Supplied material ->
--- START ---

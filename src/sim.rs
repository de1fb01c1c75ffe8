//! In-process stand-in for the vendor driver.
//!
//! [`SimDriver`] enumerates a configurable set of devices and delivers frames either on
//! demand, through a [`SimController`], or from a background thread at the negotiated
//! framerate. Failures of individual driver calls can be injected.

use std::{
    collections::HashMap,
    sync::{
        atomic::{AtomicBool, Ordering},
        Arc, Mutex, MutexGuard,
    },
    thread::JoinHandle,
    time::Duration,
};

use log::*;
use rand::Rng as _;

use crate::{
    consts,
    driver::{
        Driver, DriverError, DriverResult, FrameHandler, FrameKind, OpenRequest, RawDeviceInfo,
        RawFrame, RawStreamEntry,
    },
    settings::{AddressWidth, RegisterSpace},
};

/// Generic failure status.
pub const STATUS_FAILURE: i32 = -1;

/// Status returned for an unknown device index or resolution slot.
pub const STATUS_NOT_FOUND: i32 = -2;

/// A simulated device.
#[derive(Debug, Clone)]
pub struct SimDevice {
    pub name: String,
    pub vid: u16,
    pub pid: u16,
    pub chip_id: i32,
    /// `None` makes the firmware version query fail.
    pub fw_version: Option<String>,
    pub color: Vec<RawStreamEntry>,
    pub depth: Vec<RawStreamEntry>,
}

const fn entry(width: i32, height: i32, is_mjpg: bool) -> RawStreamEntry {
    RawStreamEntry {
        width,
        height,
        is_mjpg,
    }
}

impl Default for SimDevice {
    /// A stereo module with an unused slot in each resolution list.
    fn default() -> Self {
        Self {
            name: "SIM-D1000".to_string(),
            vid: 0x1E4E,
            pid: 0x0120,
            chip_id: 0x18,
            fw_version: Some("SIM-D1000-1.0.0".to_string()),
            color: vec![
                entry(2560, 720, true),
                entry(2560, 720, false),
                entry(0, 0, false),
                entry(1280, 480, true),
                entry(1280, 480, false),
                entry(1280, 720, true),
                entry(640, 480, false),
            ],
            depth: vec![
                entry(1280, 720, false),
                entry(640, 480, false),
                entry(320, 240, false),
                entry(0, 0, false),
            ],
        }
    }
}

#[derive(Debug, Clone, Copy, PartialEq, Eq)]
/// Depth produced by the background delivery thread.
pub struct DepthPattern {
    /// Depth of every sample.
    pub base: u16,
    /// Random offset added per frame, in `0..=noise`.
    pub noise: u16,
    /// Deliver a color frame before every depth frame.
    pub with_color: bool,
}

impl Default for DepthPattern {
    fn default() -> Self {
        Self {
            base: 500,
            noise: 20,
            with_color: true,
        }
    }
}

#[derive(Debug, Clone, Copy, PartialEq, Eq)]
/// How frames reach the registered handler.
pub enum Delivery {
    /// Only through [`SimController`].
    Manual,
    /// From a background thread at the negotiated framerate.
    Streaming(DepthPattern),
}

#[derive(Debug, Clone, Copy, Default)]
struct Failures {
    open: bool,
    auto_exposure: bool,
    auto_white_balance: bool,
    registers: bool,
}

struct ActiveStream {
    dev_index: u32,
    handler: FrameHandler,
    width: usize,
    height: usize,
    serial_number: i32,
}

#[derive(Default)]
struct SimShared {
    stream: Mutex<Option<ActiveStream>>,
    failures: Mutex<Failures>,
    registers: Mutex<HashMap<(u32, RegisterSpace, u16), u16>>,
    depth_data_types: Mutex<HashMap<u32, i32>>,
    last_request: Mutex<Option<OpenRequest>>,
    open_count: Mutex<u32>,
}

/// Locks a mutex of the simulation, recovering it if a handler panicked.
fn lock<T>(mutex: &Mutex<T>) -> MutexGuard<'_, T> {
    mutex.lock().unwrap_or_else(|poisoned| poisoned.into_inner())
}

impl SimShared {
    fn deliver(&self, image_type: i32, data: &[u8]) -> bool {
        let mut stream = lock(&self.stream);

        let Some(active) = stream.as_mut() else {
            return false;
        };

        active.serial_number = active.serial_number.wrapping_add(1);
        let frame = RawFrame {
            image_type,
            image_id: 0,
            data,
            width: active.width as i32,
            height: active.height as i32,
            serial_number: active.serial_number,
        };
        (active.handler)(frame);

        true
    }

    fn depth_geometry(&self) -> Option<(usize, usize)> {
        lock(&self.stream)
            .as_ref()
            .map(|active| (active.width, active.height))
    }
}

/// Handle for driving a [`SimDriver`] from tests or demos.
#[derive(Clone)]
pub struct SimController {
    shared: Arc<SimShared>,
}

impl SimController {
    /// Delivers a raw depth frame. Returns false if no device is streaming.
    pub fn deliver_depth(&self, data: &[u8]) -> bool {
        self.shared.deliver(FrameKind::Depth11Bits as i32, data)
    }

    /// Delivers a depth frame of the opened resolution with every sample set to `value`.
    pub fn deliver_depth_value(&self, value: u16) -> bool {
        let Some((width, height)) = self.shared.depth_geometry() else {
            return false;
        };

        self.deliver_depth(&value.to_le_bytes().repeat(width * height))
    }

    /// Delivers a frame with an arbitrary image type.
    pub fn deliver_raw(&self, image_type: i32, data: &[u8]) -> bool {
        self.shared.deliver(image_type, data)
    }

    pub fn is_streaming(&self) -> bool {
        lock(&self.shared.stream).is_some()
    }

    /// Device currently streaming.
    pub fn streaming_device(&self) -> Option<u32> {
        lock(&self.shared.stream)
            .as_ref()
            .map(|active| active.dev_index)
    }

    /// Amount of successful `open_device` calls.
    pub fn open_count(&self) -> u32 {
        *lock(&self.shared.open_count)
    }

    /// Arguments of the last successful `open_device` call.
    pub fn last_request(&self) -> Option<OpenRequest> {
        *lock(&self.shared.last_request)
    }

    pub fn depth_data_type(&self, dev_index: u32) -> Option<i32> {
        lock(&self.shared.depth_data_types).get(&dev_index).copied()
    }

    pub fn register(&self, dev_index: u32, space: RegisterSpace, address: u16) -> Option<u16> {
        lock(&self.shared.registers)
            .get(&(dev_index, space, address))
            .copied()
    }

    pub fn fail_open(&self, fail: bool) {
        lock(&self.shared.failures).open = fail;
    }

    pub fn fail_auto_exposure(&self, fail: bool) {
        lock(&self.shared.failures).auto_exposure = fail;
    }

    pub fn fail_auto_white_balance(&self, fail: bool) {
        lock(&self.shared.failures).auto_white_balance = fail;
    }

    pub fn fail_registers(&self, fail: bool) {
        lock(&self.shared.failures).registers = fail;
    }
}

struct Worker {
    stop: Arc<AtomicBool>,
    thread: JoinHandle<()>,
}

/// Simulated vendor driver.
pub struct SimDriver {
    devices: Vec<SimDevice>,
    delivery: Delivery,
    shared: Arc<SimShared>,
    worker: Option<Worker>,
}

impl Default for SimDriver {
    fn default() -> Self {
        Self::new()
    }
}

impl SimDriver {
    /// One default device, frames are delivered manually.
    pub fn new() -> Self {
        Self::with_devices(vec![SimDevice::default()], Delivery::Manual)
    }

    /// One default device streaming `pattern` from a background thread.
    pub fn streaming(pattern: DepthPattern) -> Self {
        Self::with_devices(vec![SimDevice::default()], Delivery::Streaming(pattern))
    }

    pub fn with_devices(devices: Vec<SimDevice>, delivery: Delivery) -> Self {
        Self {
            devices,
            delivery,
            shared: Arc::new(SimShared::default()),
            worker: None,
        }
    }

    pub fn controller(&self) -> SimController {
        SimController {
            shared: Arc::clone(&self.shared),
        }
    }

    fn device(&self, dev_index: u32) -> DriverResult<&SimDevice> {
        self.devices
            .get(dev_index as usize)
            .ok_or(DriverError(STATUS_NOT_FOUND))
    }

    fn failures(&self) -> Failures {
        *lock(&self.shared.failures)
    }

    fn spawn_worker(&mut self, pattern: DepthPattern, framerate: u32) {
        let stop = Arc::new(AtomicBool::new(false));
        let shared = Arc::clone(&self.shared);
        let period = Duration::from_secs(1) / framerate.max(1);

        let thread = {
            let stop = Arc::clone(&stop);

            std::thread::spawn(move || {
                let mut rng = rand::rng();
                let color = vec![0u8; 64];

                while !stop.load(Ordering::Acquire) {
                    let Some((width, height)) = shared.depth_geometry() else {
                        break;
                    };

                    if pattern.with_color {
                        shared.deliver(FrameKind::ColorMjpg as i32, &color);
                    }

                    let value = pattern.base.saturating_add(rng.random_range(0..=pattern.noise));
                    shared.deliver(
                        FrameKind::Depth11Bits as i32,
                        &value.to_le_bytes().repeat(width * height),
                    );

                    std::thread::sleep(period);
                }
            })
        };

        self.worker = Some(Worker { stop, thread });
    }

    fn stop_worker(&mut self) {
        if let Some(worker) = self.worker.take() {
            worker.stop.store(true, Ordering::Release);

            if worker.thread.join().is_err() {
                error!("Frame delivery thread panicked");
            }
        }
    }
}

impl Driver for SimDriver {
    fn device_count(&mut self) -> DriverResult<u32> {
        Ok(self.devices.len() as u32)
    }

    fn device_info(&mut self, dev_index: u32) -> DriverResult<RawDeviceInfo> {
        let device = self.device(dev_index)?;

        Ok(RawDeviceInfo {
            name: device.name.clone(),
            device_type: 0,
            vid: device.vid,
            pid: device.pid,
            chip_id: device.chip_id,
        })
    }

    fn firmware_version(&mut self, dev_index: u32) -> DriverResult<String> {
        self.device(dev_index)?
            .fw_version
            .clone()
            .ok_or(DriverError(STATUS_FAILURE))
    }

    fn resolutions(
        &mut self,
        dev_index: u32,
        max_entries: usize,
    ) -> DriverResult<(Vec<RawStreamEntry>, Vec<RawStreamEntry>)> {
        let device = self.device(dev_index)?;

        let color = device.color.iter().take(max_entries).copied().collect();
        let depth = device.depth.iter().take(max_entries).copied().collect();

        Ok((color, depth))
    }

    fn set_depth_data_type(&mut self, dev_index: u32, data_type: i32) -> DriverResult<()> {
        self.device(dev_index)?;

        lock(&self.shared.depth_data_types).insert(dev_index, data_type);
        Ok(())
    }

    fn set_auto_exposure(&mut self, dev_index: u32, _enabled: bool) -> DriverResult<()> {
        self.device(dev_index)?;

        if self.failures().auto_exposure {
            return Err(DriverError(STATUS_FAILURE));
        }

        Ok(())
    }

    fn set_auto_white_balance(&mut self, dev_index: u32, _enabled: bool) -> DriverResult<()> {
        self.device(dev_index)?;

        if self.failures().auto_white_balance {
            return Err(DriverError(STATUS_FAILURE));
        }

        Ok(())
    }

    fn open_device(&mut self, request: &OpenRequest, handler: FrameHandler) -> DriverResult<u32> {
        if self.failures().open {
            return Err(DriverError(STATUS_FAILURE));
        }

        let device = self.device(request.dev_index)?;
        device
            .color
            .get(request.color_slot)
            .filter(|entry| entry.width > 0)
            .ok_or(DriverError(STATUS_NOT_FOUND))?;
        let depth = *device
            .depth
            .get(request.depth_slot)
            .filter(|entry| entry.width > 0)
            .ok_or(DriverError(STATUS_NOT_FOUND))?;

        self.stop_worker();

        *lock(&self.shared.stream) = Some(ActiveStream {
            dev_index: request.dev_index,
            handler,
            width: depth.width as usize,
            height: depth.height.max(0) as usize,
            serial_number: 0,
        });
        *lock(&self.shared.last_request) = Some(*request);
        *lock(&self.shared.open_count) += 1;

        let framerate = if request.framerate > 0 {
            request.framerate
        } else {
            consts::DEFAULT_FRAMERATE
        };

        if let Delivery::Streaming(pattern) = self.delivery {
            self.spawn_worker(pattern, framerate);
        }

        debug!("Simulated device {} streaming at {framerate} fps", request.dev_index);
        Ok(framerate)
    }

    fn close_device(&mut self, dev_index: u32) -> DriverResult<()> {
        self.stop_worker();

        let mut stream = lock(&self.shared.stream);
        match stream.as_ref() {
            Some(active) if active.dev_index == dev_index => {
                *stream = None;
                Ok(())
            }
            _ => Err(DriverError(STATUS_NOT_FOUND)),
        }
    }

    fn read_register(
        &mut self,
        dev_index: u32,
        space: RegisterSpace,
        address: u16,
        _width: AddressWidth,
    ) -> DriverResult<u16> {
        self.device(dev_index)?;

        if self.failures().registers {
            return Err(DriverError(STATUS_FAILURE));
        }

        Ok(lock(&self.shared.registers)
            .get(&(dev_index, space, address))
            .copied()
            .unwrap_or(0))
    }

    fn write_register(
        &mut self,
        dev_index: u32,
        space: RegisterSpace,
        address: u16,
        value: u16,
        _width: AddressWidth,
    ) -> DriverResult<()> {
        self.device(dev_index)?;

        if self.failures().registers {
            return Err(DriverError(STATUS_FAILURE));
        }

        lock(&self.shared.registers).insert((dev_index, space, address), value);
        Ok(())
    }
}

impl Drop for SimDriver {
    fn drop(&mut self) {
        self.stop_worker();
    }
}
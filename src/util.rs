use std::{future::Future, time::Duration};

use futures::Stream;

use crate::{cam::DepthCam, driver::Driver, frame::DepthSample, CamError, CamResult};

/// This trait provides convenience functions for polling the `DepthCam` struct.
pub trait DepthUtil {
    /// Polls the camera until a depth frame is available.
    ///
    /// * `timeout` - Maximum time to wait. Returns `CamError::Timeout` when it elapses.
    fn wait_for_depth(&mut self, timeout: Duration) -> impl Future<Output = CamResult<DepthSample>> + Send;

    /// Polls the camera every `interval`.
    ///
    /// Polls without a frame yet are skipped, any other error is yielded and ends the stream.
    fn depth_samples(&mut self, interval: Duration) -> impl Stream<Item = CamResult<DepthSample>> + Send;
}

impl<D: Driver> DepthUtil for DepthCam<D> {
    async fn wait_for_depth(&mut self, timeout: Duration) -> CamResult<DepthSample> {
        let poll = async move {
            loop {
                let res = self.retrieve_depth();

                match res {
                    Err(CamError::NoFrame) => {
                        tokio::time::sleep(crate::consts::DEFAULT_POLL_INTERVAL).await
                    }
                    other => return other,
                }
            }
        };

        tokio::time::timeout(timeout, poll).await?
    }

    fn depth_samples(&mut self, interval: Duration) -> impl Stream<Item = CamResult<DepthSample>> + Send {
        futures::stream::unfold(Some(self), move |cam| async move {
            let Some(cam) = cam else {
                return None;
            };

            loop {
                tokio::time::sleep(interval).await;

                let res = cam.retrieve_depth();

                match res {
                    Ok(sample) => return Some((Ok(sample), Some(cam))),
                    Err(CamError::NoFrame) => continue,
                    Err(e) => return Some((Err(e), None)),
                }
            }
        })
    }
}
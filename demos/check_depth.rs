use std::time::Duration;

use depthcam_rs::{
    cam::DepthCam,
    settings::{DepthMode, InitParams},
    sim::{DepthPattern, SimDriver},
    util::DepthUtil,
};
use futures::StreamExt as _;

#[tokio::main]
/// This example prints the depth at the center of the image whenever it changes,
/// as long as it lies between 20 and 80 cm.
async fn main() -> Result<(), Box<dyn std::error::Error>> {
    let dashes = "-".repeat(80);

    let mut cam = DepthCam::new(SimDriver::streaming(DepthPattern {
        base: 450,
        noise: 40,
        with_color: true,
    }));

    let devices = cam.get_devices();
    let Some(dev_info) = devices.first().cloned() else {
        eprintln!("Error: Device not found");
        return Ok(());
    };

    println!("{dashes}\nIndex | Device Information\n{dashes}");
    for info in &devices {
        println!("{:>5} | {info}", info.index);
    }
    println!("{dashes}\n");

    let (color_infos, depth_infos) = cam.get_resolutions(dev_info.index);
    for (title, infos) in [("Color", &color_infos), ("Depth", &depth_infos)] {
        println!("{dashes}\nIndex | {title} Stream Information\n{dashes}");
        for info in infos {
            println!("{:>5} | {info}", info.index);
        }
        println!("{dashes}\n");
    }

    println!("Open device: {}, {}\n", dev_info.index, dev_info.name);

    let params = InitParams::new(dev_info.index)
        .with_depth_mode(DepthMode::Raw16)
        .with_color_info_index(4)
        .with_depth_info_index(1)
        .with_ir_intensity(3);
    cam.open(&params)?;

    println!("Open device success\n");

    {
        let mut prev_depth = 0;
        let samples = cam.depth_samples(Duration::from_millis(100)).take(50);
        tokio::pin!(samples);

        while let Some(sample) = samples.next().await {
            // raw samples are in millimeters
            let depth = sample?.value / 10;

            if (20..=80).contains(&depth) {
                if depth.abs_diff(prev_depth) >= 1 {
                    println!("The depth at center is: {depth}cm");
                }
                prev_depth = depth;
            }
        }
    }

    cam.close();

    Ok(())
}
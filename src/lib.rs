//! A synchronous Rust API for stereo depth cameras whose vendor driver delivers frames through an asynchronous callback.
//!
//! The vendor SDK itself is abstracted behind the [`driver::Driver`] trait.
//! The crate keeps the single most recent depth frame delivered by the driver
//! and answers "what is the depth at the centre of the image right now" without
//! ever blocking frame delivery for longer than a small memory copy.
//!
//! ## Example
//!
//! A simulated driver is provided in the [`sim`] module, a vendor binding plugs in the same way.
//!
//! ```no_run
//! use depthcam_rs::{
//!     cam::DepthCam,
//!     settings::InitParams,
//!     sim::{DepthPattern, SimDriver},
//!     util::DepthUtil,
//! };
//!
//! #[tokio::main]
//! async fn main() -> Result<(), Box<dyn std::error::Error>> {
//!     let mut cam = DepthCam::new(SimDriver::streaming(DepthPattern::default()));
//!
//!     let devices = cam.get_devices();
//!     println!("Devices: {devices:#?}");
//!
//!     cam.open(&InitParams::new(0).with_depth_info_index(1).with_ir_intensity(3))?;
//!
//!     let sample = cam.wait_for_depth(std::time::Duration::from_secs(2)).await?;
//!     println!("Depth at center: {}", sample.value);
//!
//!     cam.close();
//!
//!     Ok(())
//! }
//! ```

/// Contains tunables and driver constants.
pub mod consts;

/// Contains enums and structs describing devices, streams and open parameters.
pub mod settings;

/// Contains the vendor driver abstraction.
pub mod driver;

/// Contains the resolution catalog.
pub mod catalog;

/// Contains the depth frame synchronizer.
pub mod frame;

/// Contains the device session (open/close lifecycle).
pub mod session;

/// Contains the main camera struct.
pub mod cam;

/// Contains various convenience methods for polling the camera.
pub mod util;

/// Contains an in-process simulated driver.
pub mod sim;

/// Crate-specific error enum.
/// Every fallible camera operation returns a Result with this error type.
#[derive(thiserror::Error, Debug)]
pub enum CamError {
    #[error("Camera not opened")]
    NotOpened,

    #[error("No depth frame received since the camera was opened")]
    NoFrame,

    #[error("Depth data type ({data_type}) not supported")]
    UnsupportedDepthDataType { data_type: i32 },

    #[error("Invalid {kind} resolution index {index} (available: {available})")]
    InvalidResolutionIndex {
        kind: settings::StreamKind,
        index: usize,
        available: usize,
    },

    #[error("Unable to open device {dev_index}")]
    OpenFailed { dev_index: u32 },

    #[error("Unable to change {feature}")]
    Feature { feature: session::Feature },

    #[error("Register access failed at address {address:#06X}")]
    RegisterAccess { address: u16 },

    #[error("Depth frame lock poisoned")]
    Poisoned,

    #[error("Timeout occured while waiting for a depth frame")]
    Timeout(#[from] tokio::time::error::Elapsed),
}

impl CamError {
    /// Returns true for errors raised by an invalid `InitParams`.
    pub fn is_configuration(&self) -> bool {
        matches!(
            self,
            Self::UnsupportedDepthDataType { .. } | Self::InvalidResolutionIndex { .. }
        )
    }
}

pub type CamResult<T> = Result<T, CamError>;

--- END ---

Task details -> From the records above, copy each line that contains the word "trait".

Response for this exercise ->
/// This trait provides convenience functions for polling the `DepthCam` struct.
pub trait DepthUtil {
//! The vendor SDK itself is abstracted behind the [`driver::Driver`] trait.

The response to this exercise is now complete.